- Opening Delimiter -

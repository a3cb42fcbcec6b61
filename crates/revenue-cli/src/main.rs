use std::path::PathBuf;
use std::sync::Arc;

use anyhow::Context;
use clap::{Parser, Subcommand};
use revenue_core::{RevenueConfig, Stage};
use revenue_pipeline::{Pipeline, StageOutput};
use revenue_scheduler::{RetryPolicy, Schedule, SchedulerEngine, PIPELINE_JOB_NAME};
use tracing::info;

mod output;

#[derive(Parser)]
#[command(
    name = "daily-revenue",
    about = "Extract orders, aggregate revenue per day, and chart it on a daily schedule",
    version,
    propagate_version = true
)]
struct Cli {
    /// Config file (default: ~/.daily-revenue/revenue.toml)
    #[arg(long, global = true, env = "REVENUE_CONFIG")]
    config: Option<PathBuf>,

    #[command(subcommand)]
    command: Commands,
}

#[derive(Subcommand)]
enum Commands {
    /// Query the sales database and write the raw snapshot
    Fetch,

    /// Aggregate the raw snapshot into daily revenue
    Aggregate,

    /// Render the daily revenue chart
    Render,

    /// Run all three stages now, with retries, and record the run
    Run {
        /// Print the run outcome as JSON
        #[arg(long, short = 'j')]
        json: bool,
    },

    /// Run the pipeline on its daily schedule until interrupted
    Serve,

    /// Show recent task attempts
    History {
        /// Number of attempts to show
        #[arg(long, short = 'n', default_value_t = 20)]
        limit: usize,

        /// Output as JSON
        #[arg(long, short = 'j')]
        json: bool,
    },
}

#[tokio::main]
async fn main() -> anyhow::Result<()> {
    tracing_subscriber::fmt()
        .with_env_filter(
            tracing_subscriber::EnvFilter::try_from_default_env().unwrap_or_else(|_| {
                "revenue_cli=info,revenue_pipeline=info,revenue_scheduler=info".into()
            }),
        )
        .init();

    let cli = Cli::parse();
    let config = RevenueConfig::load(cli.config.as_deref()).context("loading configuration")?;

    match cli.command {
        Commands::Fetch => run_stage(config, Stage::Extract),
        Commands::Aggregate => run_stage(config, Stage::Aggregate),
        Commands::Render => run_stage(config, Stage::Render),
        Commands::Run { json } => run_once(config, json).await,
        Commands::Serve => serve(config).await,
        Commands::History { limit, json } => history(&config, limit, json),
    }
}

fn run_stage(config: RevenueConfig, stage: Stage) -> anyhow::Result<()> {
    let pipeline = Pipeline::new(config);
    let output = pipeline
        .run_stage(stage)
        .with_context(|| format!("{} failed", stage.task_id()))?;
    match output {
        StageOutput::Extracted(rows) => println!("Fetched {rows} order lines"),
        StageOutput::Aggregated(days) => println!("Aggregated revenue for {days} days"),
        StageOutput::Rendered(path) => println!("Revenue chart saved to {}", path.display()),
    }
    Ok(())
}

async fn run_once(config: RevenueConfig, json: bool) -> anyhow::Result<()> {
    let chart = config.output.chart.clone();
    let mut engine = open_engine(config)?;
    let outcome = engine.trigger(PIPELINE_JOB_NAME).await?;

    if json {
        output::print_json(&outcome)?;
    } else if outcome.succeeded() {
        println!("Revenue chart saved to {}", chart.display());
    }
    anyhow::ensure!(
        outcome.succeeded(),
        "run {} ended in state {}",
        outcome.run_id,
        outcome.state
    );
    Ok(())
}

async fn serve(config: RevenueConfig) -> anyhow::Result<()> {
    let engine = open_engine(config)?;

    let (shutdown_tx, shutdown_rx) = tokio::sync::watch::channel(false);
    let handle = tokio::spawn(async move { engine.run(shutdown_rx).await });

    tokio::signal::ctrl_c().await?;
    info!("interrupt received, stopping after the current run");
    let _ = shutdown_tx.send(true);
    handle.await?;
    Ok(())
}

fn history(config: &RevenueConfig, limit: usize, json: bool) -> anyhow::Result<()> {
    let conn = open_state_db(config)?;
    revenue_scheduler::db::init_db(&conn)?;
    let runs = revenue_scheduler::db::recent_task_runs(&conn, limit)?;

    if json {
        return output::print_json(&runs);
    }
    if runs.is_empty() {
        println!("No runs recorded yet.");
        return Ok(());
    }
    output::print_table(
        &["RUN", "TASK", "ATTEMPT", "STATUS", "STARTED", "ERROR"],
        output::task_run_rows(&runs),
    );
    Ok(())
}

/// Build an engine over the scheduler database with the pipeline registered
/// under its daily schedule.
fn open_engine(config: RevenueConfig) -> anyhow::Result<SchedulerEngine<Pipeline>> {
    let conn = open_state_db(&config)?;
    let policy = RetryPolicy::from(&config.schedule);
    let schedule = Schedule::daily(&config.schedule);
    let engine = SchedulerEngine::new(conn, Arc::new(Pipeline::new(config)), policy)?;
    engine.register(PIPELINE_JOB_NAME, schedule)?;
    Ok(engine)
}

fn open_state_db(config: &RevenueConfig) -> anyhow::Result<rusqlite::Connection> {
    let path = &config.database.path;
    ensure_parent_dir(path);
    info!(path = %path.display(), "opening scheduler database");
    let conn = rusqlite::Connection::open(path)
        .with_context(|| format!("opening {}", path.display()))?;
    conn.execute_batch("PRAGMA journal_mode=WAL;")?;
    Ok(conn)
}

fn ensure_parent_dir(path: &std::path::Path) {
    if let Some(parent) = path.parent() {
        let _ = std::fs::create_dir_all(parent);
    }
}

- Closing Delimiter -

-- EXERCISE OBJECTIVE --
Read the data above. Pull out each line in which the string "async" appears.

-- COMPLETED EXERCISE --
async fn main() -> anyhow::Result<()> {
async fn run_once(config: RevenueConfig, json: bool) -> anyhow::Result<()> {
async fn serve(config: RevenueConfig) -> anyhow::Result<()> {
    let handle = tokio::spawn(async move { engine.run(shutdown_rx).await });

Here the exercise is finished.